The episode received a mixed reception from television critics. Alan Pergament of The Buffalo News commented that "like all hourlong episodes of comedies, this one becomes a little bloated in the middle. But it holds up for the most part and has some very funny and poignant moments, including an emotional rooftop scene between Will and Grace that defines their friendship." Whitney Matheson of USA Today said she "was bored to tears" by the episode, while Jeffrey Robinson of DVD Talk thought it was a "fun episode". Seth Davis of Sports Illustrated was not complimentary towards Connick: "Whoever came up with the idea to cast Connick on Will & Grace should be fired." A writer from Entertainment Weekly, however, commented that Leo "fits right in to the antic Will & Grace world of Will, Grace, Jack, and Karen." Matt Roush of TV Guide was not thrilled of the idea of Grace getting married, writing: "Well, is the show called Will & Grace & Leo? I don't think so." The Star-Ledgers Alan Sepinwall commented that Will & Grace "has already been infected with a sense of cattiness and despair, as the writers try to top each other's nasty one-liners. A happy, healthy relationship could be just the cure for what's ailing the one-time Emmy winner."
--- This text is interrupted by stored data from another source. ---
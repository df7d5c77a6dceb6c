//! Generation stepper - advances a grid by one generation under a rule.
//!
//! The next generation is computed in row bands on the rayon pool. Each band
//! reads the previous generation (shared, read-only) and writes only its own
//! rows of the output buffer, so no locking is needed.

use log::trace;
use rayon::prelude::*;
use serde::{Deserialize, Serialize};

use crate::error::{Error, Result};
use crate::schema::{PatternLibrary, SimulationConfig};

use super::{BoundingBox, Boundary, Grid, Rule, WORD_BITS};

/// Bands per worker thread when the band size is derived automatically.
const BANDS_PER_THREAD: usize = 4;

/// Computes successive generations.
#[derive(Debug, Clone, Copy, Default)]
pub struct Stepper {
    /// Rows per parallel band. `None` derives it from the pool size.
    band_rows: Option<usize>,
}

impl Stepper {
    pub fn new() -> Self {
        Self::default()
    }

    /// Use a fixed number of rows per band (clamped to at least 1).
    pub fn with_band_rows(band_rows: usize) -> Self {
        Self {
            band_rows: Some(band_rows.max(1)),
        }
    }

    /// Rows per band for a grid of the given height.
    pub fn band_rows(&self, height: usize) -> usize {
        self.band_rows
            .unwrap_or_else(|| height.div_ceil(rayon::current_num_threads() * BANDS_PER_THREAD))
            .max(1)
    }

    /// Compute the next generation into a fresh grid.
    pub fn step(&self, grid: &Grid, rule: &Rule) -> Grid {
        let mut next = grid.empty_like();
        self.step_bands(grid, rule, &mut next);
        next
    }

    /// Compute the next generation of `src` into `dst`, overwriting it.
    ///
    /// Fails with [`Error::ShapeMismatch`] unless `dst` has the same
    /// dimensions and boundary policy as `src`.
    pub fn step_into(&self, src: &Grid, rule: &Rule, dst: &mut Grid) -> Result<()> {
        if src.dimensions() != dst.dimensions() || src.boundary() != dst.boundary() {
            return Err(Error::ShapeMismatch {
                expected: format!("{}x{} {}", src.width(), src.height(), src.boundary()),
                found: format!("{}x{} {}", dst.width(), dst.height(), dst.boundary()),
            });
        }
        self.step_bands(src, rule, dst);
        Ok(())
    }

    /// Banded parallel step. `dst` must have the shape of `src`.
    fn step_bands(&self, src: &Grid, rule: &Rule, dst: &mut Grid) {
        let stride = src.stride();
        let band_rows = self.band_rows(src.height() as usize);
        trace!(
            "Stepping {}x{} grid in bands of {} rows",
            src.width(),
            src.height(),
            band_rows
        );

        dst.words_mut()
            .par_chunks_mut(stride * band_rows)
            .enumerate()
            .for_each(|(band, out)| {
                let first_row = band * band_rows;
                for (offset, out_row) in out.chunks_exact_mut(stride).enumerate() {
                    next_row(src, rule, first_row + offset, out_row);
                }
            });
    }
}

/// Read one cell from a packed row.
#[inline(always)]
fn bit(row: &[u64], x: usize) -> u8 {
    ((row[x / WORD_BITS] >> (x % WORD_BITS)) & 1) as u8
}

/// Row `y + dy` under the boundary policy, `None` past a fixed edge.
#[inline]
fn neighbor_row(src: &Grid, y: usize, dy: isize) -> Option<&[u64]> {
    let height = src.height() as isize;
    let ny = y as isize + dy;
    if (0..height).contains(&ny) {
        Some(src.row(ny as usize))
    } else if src.boundary() == Boundary::Wrap {
        Some(src.row(ny.rem_euclid(height) as usize))
    } else {
        None
    }
}

/// Compute row `y` of the next generation into `out`.
fn next_row(src: &Grid, rule: &Rule, y: usize, out: &mut [u64]) {
    out.fill(0);

    let width = src.width() as usize;
    let wrap = src.boundary() == Boundary::Wrap;

    let above = neighbor_row(src, y, -1);
    let row = src.row(y);
    let below = neighbor_row(src, y, 1);

    for x in 0..width {
        let left = if x > 0 {
            Some(x - 1)
        } else if wrap {
            Some(width - 1)
        } else {
            None
        };
        let right = if x + 1 < width {
            Some(x + 1)
        } else if wrap {
            Some(0)
        } else {
            None
        };

        let mut count = 0u8;
        for r in [above, below].into_iter().flatten() {
            count += bit(r, x);
            count += left.map_or(0, |l| bit(r, l));
            count += right.map_or(0, |rx| bit(r, rx));
        }
        count += left.map_or(0, |l| bit(row, l));
        count += right.map_or(0, |rx| bit(row, rx));

        if rule.apply(bit(row, x) == 1, count) {
            out[x / WORD_BITS] |= 1u64 << (x % WORD_BITS);
        }
    }
}

/// Double-buffered simulation: the current generation plus a scratch buffer
/// that receives the next one, swapped after every step.
#[derive(Debug, Clone)]
pub struct Simulation {
    current: Grid,
    scratch: Grid,
    rule: Rule,
    stepper: Stepper,
    generation: u64,
}

impl Simulation {
    pub fn new(grid: Grid, rule: Rule) -> Self {
        Self::with_stepper(grid, rule, Stepper::new())
    }

    pub fn with_stepper(grid: Grid, rule: Rule, stepper: Stepper) -> Self {
        let scratch = grid.empty_like();
        Self {
            current: grid,
            scratch,
            rule,
            stepper,
            generation: 0,
        }
    }

    /// Build a simulation from configuration.
    ///
    /// A named pattern is placed centered; otherwise the grid is filled at
    /// `density` using `random_seed` (or a fresh random seed).
    pub fn from_config(config: &SimulationConfig, library: &PatternLibrary) -> Result<Self> {
        config.validate()?;

        let mut grid = Grid::new(config.width, config.height, config.boundary)?;
        match &config.pattern {
            Some(name) => {
                let pattern = library.get_by_name(name)?;
                let (x, y) = pattern.centered_offset(&grid)?;
                grid.place_pattern_checked(pattern, x, y)?;
            }
            None => {
                let seed = config.random_seed.unwrap_or_else(rand::random);
                grid.randomize(config.density, seed);
            }
        }

        let stepper = config
            .band_rows
            .map_or_else(Stepper::new, Stepper::with_band_rows);
        Ok(Self::with_stepper(grid, config.rule, stepper))
    }

    /// Advance one generation.
    pub fn step(&mut self) {
        // Scratch is built with `empty_like` and only ever swapped with current.
        self.stepper
            .step_bands(&self.current, &self.rule, &mut self.scratch);
        std::mem::swap(&mut self.current, &mut self.scratch);
        self.generation += 1;
    }

    /// Advance `generations` generations.
    pub fn run(&mut self, generations: u64) {
        for _ in 0..generations {
            self.step();
        }
    }

    pub fn grid(&self) -> &Grid {
        &self.current
    }

    pub fn rule(&self) -> &Rule {
        &self.rule
    }

    pub fn generation(&self) -> u64 {
        self.generation
    }

    /// Override the generation counter, e.g. when resuming from a snapshot.
    pub fn set_generation(&mut self, generation: u64) {
        self.generation = generation;
    }
}

/// Per-generation statistics for status displays.
#[derive(Debug, Clone, PartialEq, Serialize, Deserialize)]
pub struct SimulationStats {
    pub generation: u64,
    pub population: u64,
    /// Fraction of live cells.
    pub density: f64,
    pub bounding_box: Option<BoundingBox>,
}

impl SimulationStats {
    pub fn from_simulation(sim: &Simulation) -> Self {
        let grid = sim.grid();
        let population = grid.population();
        Self {
            generation: sim.generation(),
            population,
            density: population as f64 / grid.cell_count() as f64,
            bounding_box: grid.bounding_box(),
        }
    }
}

#[cfg(test)]
mod tests {
    use super::*;
    use crate::schema::PatternLibrary;

    /// Cell-by-cell reference step built on the public accessors.
    fn reference_step(grid: &Grid, rule: &Rule) -> Grid {
        let mut next = grid.empty_like();
        for y in 0..grid.height() as i64 {
            for x in 0..grid.width() as i64 {
                let alive = rule.apply(grid.get(x, y), grid.count_live_neighbors(x, y));
                next.set(x, y, alive);
            }
        }
        next
    }

    fn cells(grid: &Grid) -> Vec<(u32, u32)> {
        grid.live_cells().collect()
    }

    #[test]
    fn test_matches_reference() {
        let shapes = [(1, 1), (1, 5), (5, 1), (2, 2), (63, 7), (64, 9), (65, 11), (130, 3)];
        for boundary in [Boundary::Wrap, Boundary::Fixed] {
            for (seed, &(w, h)) in shapes.iter().enumerate() {
                let mut grid = Grid::new(w, h, boundary).unwrap();
                grid.randomize(0.4, seed as u64);

                for rule in [Rule::conway(), Rule::highlife(), Rule::seeds()] {
                    let expected = reference_step(&grid, &rule);
                    let actual = Stepper::new().step(&grid, &rule);
                    assert_eq!(actual, expected, "{}x{} {:?} {}", w, h, boundary, rule);
                }
            }
        }
    }

    #[test]
    fn test_band_size_does_not_matter() {
        let mut grid = Grid::new(97, 53, Boundary::Wrap).unwrap();
        grid.randomize(0.35, 9);
        let rule = Rule::conway();

        let expected = Stepper::with_band_rows(53).step(&grid, &rule);
        for band_rows in [1, 2, 7, 16, 100] {
            assert_eq!(Stepper::with_band_rows(band_rows).step(&grid, &rule), expected);
        }
        assert_eq!(Stepper::new().step(&grid, &rule), expected);
    }

    #[test]
    fn test_block_is_still() {
        let mut grid = Grid::new(10, 10, Boundary::Fixed).unwrap();
        for (x, y) in [(4, 4), (5, 4), (4, 5), (5, 5)] {
            grid.set(x, y, true);
        }

        let stepper = Stepper::new();
        let rule = Rule::conway();
        let g1 = stepper.step(&grid, &rule);
        let g2 = stepper.step(&g1, &rule);
        assert_eq!(cells(&g1), cells(&grid));
        assert_eq!(cells(&g2), cells(&grid));
    }

    #[test]
    fn test_blinker_period_two() {
        let mut grid = Grid::new(5, 5, Boundary::Fixed).unwrap();
        for y in 1..=3 {
            grid.set(2, y, true);
        }

        let stepper = Stepper::new();
        let rule = Rule::conway();
        let g1 = stepper.step(&grid, &rule);
        assert_eq!(cells(&g1), vec![(1, 2), (2, 2), (3, 2)]);
        assert_eq!(stepper.step(&g1, &rule), grid);
    }

    #[test]
    fn test_glider_wraps_around() {
        let library = PatternLibrary::standard();
        let glider = library.get_by_name("glider").unwrap();

        let mut grid = Grid::new(8, 8, Boundary::Wrap).unwrap();
        grid.place_pattern(glider, 0, 0);
        let start = grid.clone();

        // A glider moves one cell diagonally every 4 generations, so it
        // returns to its start on an 8x8 torus after 32.
        let mut sim = Simulation::new(grid, Rule::conway());
        sim.run(32);
        assert_eq!(sim.generation(), 32);
        assert_eq!(sim.grid(), &start);
    }

    #[test]
    fn test_fixed_edge_clips_blinker() {
        let edge_blinker = |boundary| {
            let mut grid = Grid::new(5, 5, boundary).unwrap();
            for x in 0..3 {
                grid.set(x, 0, true);
            }
            Simulation::new(grid, Rule::conway())
        };

        let mut fixed = edge_blinker(Boundary::Fixed);
        fixed.step();
        assert_eq!(cells(fixed.grid()), vec![(1, 0), (1, 1)]);
        fixed.step();
        assert_eq!(fixed.grid().population(), 0);

        let mut wrapped = edge_blinker(Boundary::Wrap);
        wrapped.run(2);
        assert_eq!(cells(wrapped.grid()), vec![(0, 0), (1, 0), (2, 0)]);
    }

    #[test]
    fn test_step_into_rejects_other_shapes() {
        let mut grid = Grid::new(8, 4, Boundary::Wrap).unwrap();
        grid.randomize(0.5, 1);
        let stepper = Stepper::new();
        let rule = Rule::conway();

        let others = [
            (8, 6, Boundary::Wrap),
            (8, 2, Boundary::Wrap),
            (8, 4, Boundary::Fixed),
        ];
        for (w, h, boundary) in others {
            let mut dst = Grid::new(w, h, boundary).unwrap();
            let before = dst.clone();
            assert!(matches!(
                stepper.step_into(&grid, &rule, &mut dst),
                Err(Error::ShapeMismatch { .. })
            ));
            assert_eq!(dst, before);
        }

        let mut dst = Grid::new(8, 4, Boundary::Wrap).unwrap();
        dst.randomize(1.0, 2);
        stepper.step_into(&grid, &rule, &mut dst).unwrap();
        assert_eq!(dst, stepper.step(&grid, &rule));
    }

    #[test]
    fn test_step_leaves_input_untouched() {
        let mut grid = Grid::new(16, 16, Boundary::Wrap).unwrap();
        grid.randomize(0.5, 3);
        let before = grid.clone();
        let _ = Stepper::new().step(&grid, &Rule::conway());
        assert_eq!(grid, before);
    }

    #[test]
    fn test_simulation_from_config() {
        let library = PatternLibrary::standard();
        let config = SimulationConfig {
            width: 20,
            height: 20,
            pattern: Some("glider".to_string()),
            ..Default::default()
        };

        let sim = Simulation::from_config(&config, &library).unwrap();
        assert_eq!(sim.grid().population(), 5);

        let stats = SimulationStats::from_simulation(&sim);
        assert_eq!(stats.generation, 0);
        assert_eq!(stats.population, 5);
        assert!((stats.density - 5.0 / 400.0).abs() < 1e-12);
        let bbox = stats.bounding_box.unwrap();
        assert_eq!((bbox.width(), bbox.height()), (3, 3));
    }

    #[test]
    fn test_simulation_from_config_random() {
        let library = PatternLibrary::standard();
        let config = SimulationConfig {
            width: 32,
            height: 16,
            density: 1.0,
            random_seed: Some(5),
            ..Default::default()
        };

        let sim = Simulation::from_config(&config, &library).unwrap();
        assert_eq!(sim.grid().population(), 32 * 16);
    }

    #[test]
    fn test_simulation_from_config_unknown_pattern() {
        let library = PatternLibrary::standard();
        let config = SimulationConfig {
            pattern: Some("unicorn".to_string()),
            ..Default::default()
        };

        assert!(matches!(
            Simulation::from_config(&config, &library),
            Err(crate::Error::NotFound { .. })
        ));
    }
}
Bill Carroll, Vice President and Director for the Katz Television Group, a consulting firm, wondered where the show would head after Grace got married: "The real question now is, where is the critical development of that show going to be? Now that they've married her off, where is the show's focus?" The Hartford Courants Roger Catlin did not think Grace's and Leo's marriage would last long. "Are we to believe Will & Grace will now be about a married woman, her husband and her gay roommate? That they'll all still live together? That Connick will no longer have merely special-guest status? The inevitable breakup and annulment to come are as obvious as the sweeps-timing of the ceremony."